[Material shown Boundary: Start]

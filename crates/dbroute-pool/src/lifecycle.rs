//! Connection lifecycle management.
//!
//! The pool is driver-agnostic: a [`Connector`] opens physical connections to
//! one endpoint and each [`Connection`] knows how to answer a liveness probe.
//! Dropping a connection closes it.

use std::time::{Duration, Instant};

use async_trait::async_trait;

use crate::error::BoxError;

/// A physical database connection managed by the pool.
#[async_trait]
pub trait Connection: Send + Sync + 'static {
    /// Run the liveness probe `query`.
    async fn ping(&mut self, query: &str) -> Result<(), BoxError>;

    /// Clear session state before the connection is reused.
    async fn reset(&mut self) -> Result<(), BoxError> {
        Ok(())
    }

    /// Whether the driver has observed the connection break.
    fn is_broken(&self) -> bool {
        false
    }
}

/// Boxed connection as stored by the pool.
pub type DynConnection = Box<dyn Connection>;

/// Opens physical connections to a fixed endpoint.
#[async_trait]
pub trait Connector: Send + Sync + 'static {
    /// Establish a new connection.
    async fn connect(&self) -> Result<DynConnection, BoxError>;
}

/// Lease state of a pooled connection.
#[derive(Debug, Clone, Copy, PartialEq, Eq)]
pub enum ConnectionState {
    /// Sitting in the idle set.
    Idle,
    /// Leased to a caller.
    InUse,
    /// Marked broken; discarded on release.
    Invalid,
}

/// Bookkeeping the pool keeps for every connection.
#[derive(Debug, Clone)]
pub struct ConnectionMetadata {
    /// Pool-unique connection id.
    pub id: u64,
    /// When the physical connection was established.
    pub created_at: Instant,
    /// When the connection was last checked out or returned.
    pub last_used_at: Instant,
    /// Number of times the connection has been leased.
    pub checkout_count: u64,
    /// Current lease state.
    pub state: ConnectionState,
}

impl ConnectionMetadata {
    pub(crate) fn new(id: u64) -> Self {
        let now = Instant::now();
        Self {
            id,
            created_at: now,
            last_used_at: now,
            checkout_count: 0,
            state: ConnectionState::Idle,
        }
    }

    /// Age of the physical connection.
    #[must_use]
    pub fn age(&self) -> Duration {
        self.created_at.elapsed()
    }

    /// Time since the connection was last used.
    #[must_use]
    pub fn idle_time(&self) -> Duration {
        self.last_used_at.elapsed()
    }

    pub(crate) fn mark_checked_out(&mut self) {
        self.last_used_at = Instant::now();
        self.checkout_count += 1;
        self.state = ConnectionState::InUse;
    }

    pub(crate) fn mark_idle(&mut self) {
        self.last_used_at = Instant::now();
        self.state = ConnectionState::Idle;
    }
}

/// Outcome of a liveness probe.
#[derive(Debug, Clone, PartialEq, Eq)]
pub enum HealthCheckResult {
    /// The probe succeeded.
    Healthy {
        /// Probe round-trip time.
        latency: Duration,
    },
    /// The probe failed.
    Unhealthy {
        /// Failure description.
        reason: String,
        /// Time spent before the failure.
        latency: Duration,
    },
}

impl HealthCheckResult {
    /// Whether the probe succeeded.
    #[must_use]
    pub fn is_healthy(&self) -> bool {
        matches!(self, Self::Healthy { .. })
    }

    pub(crate) async fn probe(conn: &mut dyn Connection, query: &str) -> Self {
        let started = Instant::now();
        if conn.is_broken() {
            return Self::Unhealthy {
                reason: "connection reported broken by driver".to_string(),
                latency: started.elapsed(),
            };
        }
        match conn.ping(query).await {
            Ok(()) => Self::Healthy {
                latency: started.elapsed(),
            },
            Err(e) => Self::Unhealthy {
                reason: e.to_string(),
                latency: started.elapsed(),
            },
        }
    }
}
//! Pool error types.

use std::time::Duration;

use thiserror::Error;

/// Boxed error type returned by drivers.
pub type BoxError = Box<dyn std::error::Error + Send + Sync + 'static>;

/// The bounded operation that ran out of time.
#[derive(Debug, Clone, Copy, PartialEq, Eq)]
pub enum TimeoutPhase {
    /// Waiting for an idle or newly created connection.
    Acquire,
    /// Establishing a physical connection.
    Create,
}

impl std::fmt::Display for TimeoutPhase {
    fn fmt(&self, f: &mut std::fmt::Formatter<'_>) -> std::fmt::Result {
        match self {
            Self::Acquire => f.write_str("acquire"),
            Self::Create => f.write_str("create"),
        }
    }
}

/// Errors that can occur while managing pooled connections.
#[derive(Debug, Error)]
#[non_exhaustive]
pub enum PoolError {
    /// Acquisition or connection creation exceeded its bound.
    #[error("{phase} timed out after {timeout:?}")]
    Timeout {
        /// Which bound was exceeded.
        phase: TimeoutPhase,
        /// The configured bound.
        timeout: Duration,
    },

    /// The pool is at capacity and the caller asked not to wait.
    #[error("pool exhausted: all {max} connections in use")]
    Exhausted {
        /// Maximum pool size.
        max: u32,
    },

    /// A connection failed its liveness probe and was discarded.
    #[error("connection validation failed: {reason}")]
    ValidationFailed {
        /// Probe failure description.
        reason: String,
    },

    /// The pool has been closed.
    #[error("pool is closed")]
    PoolClosed,

    /// The driver could not establish a connection.
    #[error("connection failed: {0}")]
    Connect(#[source] BoxError),

    /// Invalid pool configuration.
    #[error("invalid pool configuration: {0}")]
    Config(String),
}

impl PoolError {
    /// Whether retrying the operation may succeed.
    ///
    /// Only the caller knows whether its operation is idempotent, so the pool
    /// never retries on its own.
    #[must_use]
    pub fn is_transient(&self) -> bool {
        matches!(
            self,
            Self::Timeout { .. } | Self::Exhausted { .. } | Self::ValidationFailed { .. }
        )
    }
}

[Material shown Boundary: End]

* **Exercise aim**: Nothing in the entries should be left out; please reproduce them all exactly.

* **Answer below**:
filename crates/dbroute-pool/src/lifecycle.rs
//! Connection lifecycle management.
//!
//! The pool is driver-agnostic: a [`Connector`] opens physical connections to
//! one endpoint and each [`Connection`] knows how to answer a liveness probe.
//! Dropping a connection closes it.

use std::time::{Duration, Instant};

use async_trait::async_trait;

use crate::error::BoxError;

/// A physical database connection managed by the pool.
#[async_trait]
pub trait Connection: Send + Sync + 'static {
    /// Run the liveness probe `query`.
    async fn ping(&mut self, query: &str) -> Result<(), BoxError>;

    /// Clear session state before the connection is reused.
    async fn reset(&mut self) -> Result<(), BoxError> {
        Ok(())
    }

    /// Whether the driver has observed the connection break.
    fn is_broken(&self) -> bool {
        false
    }
}

/// Boxed connection as stored by the pool.
pub type DynConnection = Box<dyn Connection>;

/// Opens physical connections to a fixed endpoint.
#[async_trait]
pub trait Connector: Send + Sync + 'static {
    /// Establish a new connection.
    async fn connect(&self) -> Result<DynConnection, BoxError>;
}

/// Lease state of a pooled connection.
#[derive(Debug, Clone, Copy, PartialEq, Eq)]
pub enum ConnectionState {
    /// Sitting in the idle set.
    Idle,
    /// Leased to a caller.
    InUse,
    /// Marked broken; discarded on release.
    Invalid,
}

/// Bookkeeping the pool keeps for every connection.
#[derive(Debug, Clone)]
pub struct ConnectionMetadata {
    /// Pool-unique connection id.
    pub id: u64,
    /// When the physical connection was established.
    pub created_at: Instant,
    /// When the connection was last checked out or returned.
    pub last_used_at: Instant,
    /// Number of times the connection has been leased.
    pub checkout_count: u64,
    /// Current lease state.
    pub state: ConnectionState,
}

impl ConnectionMetadata {
    pub(crate) fn new(id: u64) -> Self {
        let now = Instant::now();
        Self {
            id,
            created_at: now,
            last_used_at: now,
            checkout_count: 0,
            state: ConnectionState::Idle,
        }
    }

    /// Age of the physical connection.
    #[must_use]
    pub fn age(&self) -> Duration {
        self.created_at.elapsed()
    }

    /// Time since the connection was last used.
    #[must_use]
    pub fn idle_time(&self) -> Duration {
        self.last_used_at.elapsed()
    }

    pub(crate) fn mark_checked_out(&mut self) {
        self.last_used_at = Instant::now();
        self.checkout_count += 1;
        self.state = ConnectionState::InUse;
    }

    pub(crate) fn mark_idle(&mut self) {
        self.last_used_at = Instant::now();
        self.state = ConnectionState::Idle;
    }
}

/// Outcome of a liveness probe.
#[derive(Debug, Clone, PartialEq, Eq)]
pub enum HealthCheckResult {
    /// The probe succeeded.
    Healthy {
        /// Probe round-trip time.
        latency: Duration,
    },
    /// The probe failed.
    Unhealthy {
        /// Failure description.
        reason: String,
        /// Time spent before the failure.
        latency: Duration,
    },
}

impl HealthCheckResult {
    /// Whether the probe succeeded.
    #[must_use]
    pub fn is_healthy(&self) -> bool {
        matches!(self, Self::Healthy { .. })
    }

    pub(crate) async fn probe(conn: &mut dyn Connection, query: &str) -> Self {
        let started = Instant::now();
        if conn.is_broken() {
            return Self::Unhealthy {
                reason: "connection reported broken by driver".to_string(),
                latency: started.elapsed(),
            };
        }
        match conn.ping(query).await {
            Ok(()) => Self::Healthy {
                latency: started.elapsed(),
            },
            Err(e) => Self::Unhealthy {
                reason: e.to_string(),
                latency: started.elapsed(),
            },
        }
    }
}
//! Pool error types.

use std::time::Duration;

use thiserror::Error;

/// Boxed error type returned by drivers.
pub type BoxError = Box<dyn std::error::Error + Send + Sync + 'static>;

/// The bounded operation that ran out of time.
#[derive(Debug, Clone, Copy, PartialEq, Eq)]
pub enum TimeoutPhase {
    /// Waiting for an idle or newly created connection.
    Acquire,
    /// Establishing a physical connection.
    Create,
}

impl std::fmt::Display for TimeoutPhase {
    fn fmt(&self, f: &mut std::fmt::Formatter<'_>) -> std::fmt::Result {
        match self {
            Self::Acquire => f.write_str("acquire"),
            Self::Create => f.write_str("create"),
        }
    }
}

/// Errors that can occur while managing pooled connections.
#[derive(Debug, Error)]
#[non_exhaustive]
pub enum PoolError {
    /// Acquisition or connection creation exceeded its bound.
    #[error("{phase} timed out after {timeout:?}")]
    Timeout {
        /// Which bound was exceeded.
        phase: TimeoutPhase,
        /// The configured bound.
        timeout: Duration,
    },

    /// The pool is at capacity and the caller asked not to wait.
    #[error("pool exhausted: all {max} connections in use")]
    Exhausted {
        /// Maximum pool size.
        max: u32,
    },

    /// A connection failed its liveness probe and was discarded.
    #[error("connection validation failed: {reason}")]
    ValidationFailed {
        /// Probe failure description.
        reason: String,
    },

    /// The pool has been closed.
    #[error("pool is closed")]
    PoolClosed,

    /// The driver could not establish a connection.
    #[error("connection failed: {0}")]
    Connect(#[source] BoxError),

    /// Invalid pool configuration.
    #[error("invalid pool configuration: {0}")]
    Config(String),
}

impl PoolError {
    /// Whether retrying the operation may succeed.
    ///
    /// Only the caller knows whether its operation is idempotent, so the pool
    /// never retries on its own.
    #[must_use]
    pub fn is_transient(&self) -> bool {
        matches!(
            self,
            Self::Timeout { .. } | Self::Exhausted { .. } | Self::ValidationFailed { .. }
        )
    }
}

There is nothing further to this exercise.